(Stored data)
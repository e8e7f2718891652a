//! Lepton-pair predicates, Z-candidate search and b-jet queries.

use hepsel_core::{Jet, Lepton, PairingError};

use crate::kinematics::mll;

/// Nominal Z boson mass in GeV.
pub const Z_MASS: f64 = 91.2;

/// Same lepton flavour.
pub fn is_same_flavor<A: Lepton, B: Lepton>(a: &A, b: &B) -> bool {
    a.flavor() == b.flavor()
}

/// Same flavour, opposite charge.
pub fn is_sfos<A: Lepton, B: Lepton>(a: &A, b: &B) -> bool {
    is_same_flavor(a, b) && a.charge() * b.charge() < 0
}

/// Same flavour, same charge.
pub fn is_sfss<A: Lepton, B: Lepton>(a: &A, b: &B) -> bool {
    is_same_flavor(a, b) && a.charge() * b.charge() > 0
}

/// SFOS with `|mll - m_Z| < window`.
pub fn is_z<A: Lepton, B: Lepton>(a: &A, b: &B, window: f64) -> bool {
    is_sfos(a, b) && (mll(a, b) - Z_MASS).abs() < window
}

/// SFOS with `min < mll < max`.
pub fn is_z_window<A: Lepton, B: Lepton>(a: &A, b: &B, min: f64, max: f64) -> bool {
    if !is_sfos(a, b) {
        return false;
    }
    let m = mll(a, b);
    m > min && m < max
}

fn any_pair<L, F>(leptons: &[L], mut pred: F) -> bool
where
    F: FnMut(&L, &L) -> bool,
{
    leptons
        .iter()
        .enumerate()
        .any(|(i, a)| leptons[i + 1..].iter().any(|b| pred(a, b)))
}

/// Any SFOS pair in the collection.
pub fn has_sfos<L: Lepton>(leptons: &[L]) -> bool {
    any_pair(leptons, |a, b| is_sfos(a, b))
}

/// Any pair passing [`is_z`].
pub fn has_z<L: Lepton>(leptons: &[L], window: f64) -> bool {
    any_pair(leptons, |a, b| is_z(a, b, window))
}

/// Any pair passing [`is_z_window`].
pub fn has_z_window<L: Lepton>(leptons: &[L], min: f64, max: f64) -> bool {
    any_pair(leptons, |a, b| is_z_window(a, b, min, max))
}

/// Indices `(i, j)`, `i < j`, of the SFOS pair with mass closest to the Z.
///
/// Pairs are visited in `(i, j)` lexicographic order and a candidate is only
/// replaced by a strictly closer one, so the first pair wins ties.
pub fn best_z<L: Lepton>(leptons: &[L]) -> Result<(usize, usize), PairingError> {
    let mut best: Option<(usize, usize, f64)> = None;
    for (i, a) in leptons.iter().enumerate() {
        for (j, b) in leptons.iter().enumerate().skip(i + 1) {
            if !is_sfos(a, b) {
                continue;
            }
            let dm = (mll(a, b) - Z_MASS).abs();
            if best.is_none_or(|(_, _, min)| dm < min) {
                best = Some((i, j, dm));
            }
        }
    }
    best.map(|(i, j, _)| (i, j))
        .ok_or(PairingError::NoCandidatePair {
            candidates: leptons.len(),
        })
}

/// MV1 discriminant above the working point.
pub fn is_b_jet(jet: &Jet, working_point: f64) -> bool {
    jet.mv1 > working_point
}

/// Any jet passing [`is_b_jet`].
pub fn has_b_jet<J: std::ops::Deref<Target = Jet>>(jets: &[J], working_point: f64) -> bool {
    jets.iter().any(|j| is_b_jet(j, working_point))
}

_ASSIGNMENT_
Copy all the entries exactly.

_THE COMPLETED TASK_
repository e8e7f2718891652a
//! Lepton-pair predicates, Z-candidate search and b-jet queries.

use hepsel_core::{Jet, Lepton, PairingError};

use crate::kinematics::mll;

/// Nominal Z boson mass in GeV.
pub const Z_MASS: f64 = 91.2;

/// Same lepton flavour.
pub fn is_same_flavor<A: Lepton, B: Lepton>(a: &A, b: &B) -> bool {
    a.flavor() == b.flavor()
}

/// Same flavour, opposite charge.
pub fn is_sfos<A: Lepton, B: Lepton>(a: &A, b: &B) -> bool {
    is_same_flavor(a, b) && a.charge() * b.charge() < 0
}

/// Same flavour, same charge.
pub fn is_sfss<A: Lepton, B: Lepton>(a: &A, b: &B) -> bool {
    is_same_flavor(a, b) && a.charge() * b.charge() > 0
}

/// SFOS with `|mll - m_Z| < window`.
pub fn is_z<A: Lepton, B: Lepton>(a: &A, b: &B, window: f64) -> bool {
    is_sfos(a, b) && (mll(a, b) - Z_MASS).abs() < window
}

/// SFOS with `min < mll < max`.
pub fn is_z_window<A: Lepton, B: Lepton>(a: &A, b: &B, min: f64, max: f64) -> bool {
    if !is_sfos(a, b) {
        return false;
    }
    let m = mll(a, b);
    m > min && m < max
}

fn any_pair<L, F>(leptons: &[L], mut pred: F) -> bool
where
    F: FnMut(&L, &L) -> bool,
{
    leptons
        .iter()
        .enumerate()
        .any(|(i, a)| leptons[i + 1..].iter().any(|b| pred(a, b)))
}

/// Any SFOS pair in the collection.
pub fn has_sfos<L: Lepton>(leptons: &[L]) -> bool {
    any_pair(leptons, |a, b| is_sfos(a, b))
}

/// Any pair passing [`is_z`].
pub fn has_z<L: Lepton>(leptons: &[L], window: f64) -> bool {
    any_pair(leptons, |a, b| is_z(a, b, window))
}

/// Any pair passing [`is_z_window`].
pub fn has_z_window<L: Lepton>(leptons: &[L], min: f64, max: f64) -> bool {
    any_pair(leptons, |a, b| is_z_window(a, b, min, max))
}

/// Indices `(i, j)`, `i < j`, of the SFOS pair with mass closest to the Z.
///
/// Pairs are visited in `(i, j)` lexicographic order and a candidate is only
/// replaced by a strictly closer one, so the first pair wins ties.
pub fn best_z<L: Lepton>(leptons: &[L]) -> Result<(usize, usize), PairingError> {
    let mut best: Option<(usize, usize, f64)> = None;
    for (i, a) in leptons.iter().enumerate() {
        for (j, b) in leptons.iter().enumerate().skip(i + 1) {
            if !is_sfos(a, b) {
                continue;
            }
            let dm = (mll(a, b) - Z_MASS).abs();
            if best.is_none_or(|(_, _, min)| dm < min) {
                best = Some((i, j, dm));
            }
        }
    }
    best.map(|(i, j, _)| (i, j))
        .ok_or(PairingError::NoCandidatePair {
            candidates: leptons.len(),
        })
}

/// MV1 discriminant above the working point.
pub fn is_b_jet(jet: &Jet, working_point: f64) -> bool {
    jet.mv1 > working_point
}

/// Any jet passing [`is_b_jet`].
pub fn has_b_jet<J: std::ops::Deref<Target = Jet>>(jets: &[J], working_point: f64) -> bool {
    jets.iter().any(|j| is_b_jet(j, working_point))
}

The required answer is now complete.